And now arrived the 4th of July, that greatest of all American festivals. On
On the 4th of July, the hearts of the people seem to awaken from a 364 days’ sleep. They appear high-spirited, gay, animated, social, generous, or at least liberal in expense; and would they but refrain from spitting on that hallowed day, I should say that on the 4th of July, at least, they appeared to be amiable people. It is true that the women have but little to do with pageantry, the splendour, or the gaiety of the day; but, setting this defect aside, it was indeed a glorious sight to behold a jubilee so heartfelt as this; and had they not had the bad taste and bad feeling to utter an annual oration, with unvarying abuse of the mother country, to say nothing of the warlike manifesto called Declaration of Independence, our gracious king himself might look upon the scene and say that it was good; and even rejoice that twelve millions of bustling bodies, at four thousand miles distance from his throne and his altars, should make their own laws and drink their own tea after the fashion that pleased them best.

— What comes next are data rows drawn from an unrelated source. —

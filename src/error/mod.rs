//! Error handling for the relay prober
//!
//! Two layers. [`AppError`] ends the process and maps onto an exit code.
//! [`ProbeError`] describes why a single target produced no figure; it is
//! stored on the result and never ends a run.

pub mod probe;

pub use probe::ProbeError;

use colored::{Color, Colorize};
use std::fmt;
use thiserror::Error;

/// Run-level failures
#[derive(Error, Debug)]
pub enum AppError {
    /// Bad settings from flags, environment or `.env`
    #[error("Configuration error: {0}")]
    Config(String),

    #[error("Network error: {0}")]
    Network(String),

    #[error("Timeout error: {0}")]
    Timeout(String),

    /// Flag combinations that cannot work together
    #[error("Validation error: {0}")]
    Validation(String),

    /// Relay inventory and terminal I/O
    #[error("I/O error: {0}")]
    Io(String),

    /// Relay inventory JSON, target specs, numbers
    #[error("Parsing error: {0}")]
    Parse(String),

    /// The run finished without a single usable measurement
    #[error("Probe error: {0}")]
    Probe(String),

    #[error("Internal error: {0}")]
    Internal(String),
}

/// The coarse class of an [`AppError`]; drives exit codes and presentation
#[derive(Debug, Clone, Copy, PartialEq, Eq, PartialOrd, Ord, Hash)]
pub enum ErrorCategory {
    Config,
    Network,
    Timeout,
    Validation,
    Io,
    Parse,
    Probe,
    Internal,
}

impl ErrorCategory {
    pub fn as_str(&self) -> &'static str {
        match self {
            Self::Config => "CONFIG",
            Self::Network => "NETWORK",
            Self::Timeout => "TIMEOUT",
            Self::Validation => "VALIDATION",
            Self::Io => "IO",
            Self::Parse => "PARSE",
            Self::Probe => "PROBE",
            Self::Internal => "INTERNAL",
        }
    }

    /// Process exit status. Usage-type mistakes share 1.
    pub fn exit_code(&self) -> i32 {
        match self {
            Self::Config | Self::Validation | Self::Parse => 1,
            Self::Network => 2,
            Self::Timeout => 3,
            Self::Io => 5,
            Self::Probe => 6,
            Self::Internal => 99,
        }
    }

    /// Whether simply running again could give a different outcome
    pub fn is_transient(&self) -> bool {
        matches!(self, Self::Network | Self::Timeout | Self::Probe)
    }

    fn color(&self) -> Color {
        match self {
            Self::Config | Self::Validation | Self::Parse => Color::Red,
            Self::Network | Self::Probe => Color::Yellow,
            Self::Timeout => Color::Blue,
            Self::Io => Color::Cyan,
            Self::Internal => Color::BrightRed,
        }
    }

    fn headline(&self) -> &'static str {
        match self {
            Self::Config => "Configuration problem",
            Self::Network => "Network connectivity issue",
            Self::Timeout => "Operation timed out",
            Self::Validation => "Invalid input",
            Self::Io => "File operation failed",
            Self::Parse => "Failed to parse data",
            Self::Probe => "No usable measurement",
            Self::Internal => "Internal error",
        }
    }

    fn suggestion(&self) -> &'static str {
        match self {
            Self::Config => "Suggestion: Check the RPROBE_* variables, your .env file and the command line.",
            Self::Network => "Suggestion: Check that the machine has network access and try again.",
            Self::Timeout => "Suggestion: Raise the limit with --timeout.",
            Self::Validation => "Suggestion: Check target addresses, ports and numeric limits.",
            Self::Io => "Suggestion: Check that the relay file exists and is readable.",
            Self::Parse => "Suggestion: Check the relay inventory JSON or the target format (name=address).",
            Self::Probe => "Suggestion: Check that the ping utility is installed and the targets are reachable.",
            Self::Internal => "This is likely a bug. Please report it with the command line you used.",
        }
    }
}

impl fmt::Display for ErrorCategory {
    fn fmt(&self, f: &mut fmt::Formatter<'_>) -> fmt::Result {
        f.write_str(self.as_str())
    }
}

macro_rules! constructors {
    ($($name:ident => $variant:ident),* $(,)?) => {
        impl AppError {
            $(
                pub fn $name<S: Into<String>>(message: S) -> Self {
                    Self::$variant(message.into())
                }
            )*
        }
    };
}

constructors! {
    config => Config,
    network => Network,
    timeout => Timeout,
    validation => Validation,
    io => Io,
    parse => Parse,
    probe => Probe,
    internal => Internal,
}

impl AppError {
    pub fn kind(&self) -> ErrorCategory {
        match self {
            Self::Config(_) => ErrorCategory::Config,
            Self::Network(_) => ErrorCategory::Network,
            Self::Timeout(_) => ErrorCategory::Timeout,
            Self::Validation(_) => ErrorCategory::Validation,
            Self::Io(_) => ErrorCategory::Io,
            Self::Parse(_) => ErrorCategory::Parse,
            Self::Probe(_) => ErrorCategory::Probe,
            Self::Internal(_) => ErrorCategory::Internal,
        }
    }

    /// The message without the category prefix
    pub fn message(&self) -> &str {
        match self {
            Self::Config(m)
            | Self::Network(m)
            | Self::Timeout(m)
            | Self::Validation(m)
            | Self::Io(m)
            | Self::Parse(m)
            | Self::Probe(m)
            | Self::Internal(m) => m,
        }
    }

    /// Same category, new message
    fn map_message<F: FnOnce(&str) -> String>(self, f: F) -> Self {
        let message = f(self.message());
        match self.kind() {
            ErrorCategory::Config => Self::Config(message),
            ErrorCategory::Network => Self::Network(message),
            ErrorCategory::Timeout => Self::Timeout(message),
            ErrorCategory::Validation => Self::Validation(message),
            ErrorCategory::Io => Self::Io(message),
            ErrorCategory::Parse => Self::Parse(message),
            ErrorCategory::Probe => Self::Probe(message),
            ErrorCategory::Internal => Self::Internal(message),
        }
    }

    /// Category label for logs and console prefixes
    pub fn category(&self) -> &'static str {
        self.kind().as_str()
    }

    pub fn is_recoverable(&self) -> bool {
        self.kind().is_transient()
    }

    pub fn exit_code(&self) -> i32 {
        self.kind().exit_code()
    }

    /// Headline, message and a hint on what to check
    pub fn user_friendly_message(&self) -> String {
        let kind = self.kind();
        format!("{}: {}\n\n{}", kind.headline(), self.message(), kind.suggestion())
    }

    /// `[CATEGORY] message`, tinted by category when `use_color` is set
    pub fn format_for_console(&self, use_color: bool) -> String {
        let category = self.category();
        let message = self.to_string();
        if !use_color {
            return format!("[{}] {}", category, message);
        }

        let color = self.kind().color();
        format!("[{}] {}", category.color(color).bold(), message.color(color))
    }
}

impl From<std::io::Error> for AppError {
    fn from(error: std::io::Error) -> Self {
        Self::io(error.to_string())
    }
}

impl From<serde_json::Error> for AppError {
    fn from(error: serde_json::Error) -> Self {
        Self::parse(format!("JSON parse error: {}", error))
    }
}

impl From<dotenv::Error> for AppError {
    fn from(error: dotenv::Error) -> Self {
        Self::config(format!("Environment file error: {}", error))
    }
}

impl From<std::num::ParseIntError> for AppError {
    fn from(error: std::num::ParseIntError) -> Self {
        Self::parse(format!("Integer parse error: {}", error))
    }
}

impl From<std::num::ParseFloatError> for AppError {
    fn from(error: std::num::ParseFloatError) -> Self {
        Self::parse(format!("Float parse error: {}", error))
    }
}

impl From<std::str::ParseBoolError> for AppError {
    fn from(error: std::str::ParseBoolError) -> Self {
        Self::parse(format!("Boolean parse error: {}", error))
    }
}

impl From<std::net::AddrParseError> for AppError {
    fn from(error: std::net::AddrParseError) -> Self {
        Self::parse(format!("IP address parse error: {}", error))
    }
}

impl From<regex::Error> for AppError {
    fn from(error: regex::Error) -> Self {
        Self::internal(format!("Pattern compile error: {}", error))
    }
}

impl From<anyhow::Error> for AppError {
    fn from(error: anyhow::Error) -> Self {
        Self::internal(format!("{:#}", error))
    }
}

pub type Result<T> = std::result::Result<T, AppError>;

/// Prefix an error with what was being attempted, keeping its category
pub trait ErrorContext<T> {
    fn with_context<F>(self, f: F) -> Result<T>
    where
        F: FnOnce() -> String;

    fn context(self, message: &'static str) -> Result<T>;
}

impl<T, E> ErrorContext<T> for std::result::Result<T, E>
where
    E: Into<AppError>,
{
    fn with_context<F>(self, f: F) -> Result<T>
    where
        F: FnOnce() -> String,
    {
        self.map_err(|e| {
            let context = f();
            e.into().map_message(|message| format!("{}: {}", context, message))
        })
    }

    fn context(self, message: &'static str) -> Result<T> {
        self.with_context(|| message.to_string())
    }
}

/// Prints fatal errors for the binary
pub struct ErrorReporter {
    pub use_color: bool,
    pub verbose: bool,
}

impl ErrorReporter {
    pub fn new(use_color: bool, verbose: bool) -> Self {
        Self { use_color, verbose }
    }

    /// One line on stderr; verbose mode adds the hint and a retry note
    pub fn report_error(&self, error: &AppError) {
        eprintln!("{}", error.format_for_console(self.use_color));
        if !self.verbose {
            return;
        }

        eprintln!();
        eprintln!("{}", error.user_friendly_message());
        if error.is_recoverable() {
            let note = "Network conditions change; running again may give a different result.";
            eprintln!();
            if self.use_color {
                eprintln!("{}", note.green());
            } else {
                eprintln!("{}", note);
            }
        }
    }
}

impl Default for ErrorReporter {
    fn default() -> Self {
        Self::new(true, false)
    }
}

#[cfg(test)]
mod tests {
    use super::*;

    #[test]
    fn test_category_and_exit_code() {
        let config_error = AppError::config("Invalid configuration");
        assert_eq!(config_error.category(), "CONFIG");
        assert!(!config_error.is_recoverable());
        assert_eq!(config_error.exit_code(), 1);

        let probe_error = AppError::probe("no target answered");
        assert_eq!(probe_error.kind(), ErrorCategory::Probe);
        assert!(probe_error.is_recoverable());
        assert_eq!(probe_error.exit_code(), 6);

        assert_eq!(AppError::network("x").exit_code(), 2);
        assert_eq!(AppError::timeout("x").exit_code(), 3);
        assert_eq!(AppError::io("x").exit_code(), 5);
        assert_eq!(AppError::internal("x").exit_code(), 99);
    }

    #[test]
    fn test_message_strips_prefix() {
        let error = AppError::validation("worker count must be at least 1");
        assert_eq!(error.message(), "worker count must be at least 1");
        assert_eq!(error.to_string(), "Validation error: worker count must be at least 1");
    }

    #[test]
    fn test_user_friendly_messages() {
        let message = AppError::parse("expected name=address").user_friendly_message();
        assert!(message.starts_with("Failed to parse data: expected name=address"));
        assert!(message.contains("Suggestion:"));
    }

    #[test]
    fn test_error_conversions() {
        let io_error = std::io::Error::new(std::io::ErrorKind::NotFound, "relays.json");
        assert_eq!(AppError::from(io_error).category(), "IO");

        let parse_error = "fifteen".parse::<usize>().unwrap_err();
        assert_eq!(AppError::from(parse_error).category(), "PARSE");

        let json_error = serde_json::from_str::<serde_json::Value>("{countries").unwrap_err();
        assert!(AppError::from(json_error).to_string().contains("JSON parse error"));

        let dotenv_error = dotenv::Error::LineParse(".env".to_string(), 1);
        assert_eq!(AppError::from(dotenv_error).kind(), ErrorCategory::Config);
    }

    #[test]
    fn test_error_context_keeps_category() {
        let result: std::result::Result<(), std::io::Error> =
            Err(std::io::Error::new(std::io::ErrorKind::NotFound, "missing"));

        let error = result.context("While reading relay inventory").unwrap_err();
        assert_eq!(error.category(), "IO");
        assert_eq!(error.exit_code(), 5);
        assert_eq!(error.message(), "While reading relay inventory: missing");
    }

    #[test]
    fn test_console_formatting() {
        let error = AppError::validation("bad flags");
        assert_eq!(error.format_for_console(false), "[VALIDATION] Validation error: bad flags");
        assert!(error.format_for_console(true).contains("VALIDATION"));
    }

    #[test]
    fn test_reporter_defaults() {
        let reporter = ErrorReporter::default();
        assert!(reporter.use_color);
        assert!(!reporter.verbose);
    }
}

In Mrs. Trollope's own words: In 1832, I published Domestic Manners of the Americans, which was described by one critic as “a spirited, highly critical account of [my] adventures and travels in the new republic.” Although my candid observations about American life and society were contemptuously dismissed by American reviewers, Domestic Manners of the Americans was enormously popular in England and it launched my career as a writer and social critic.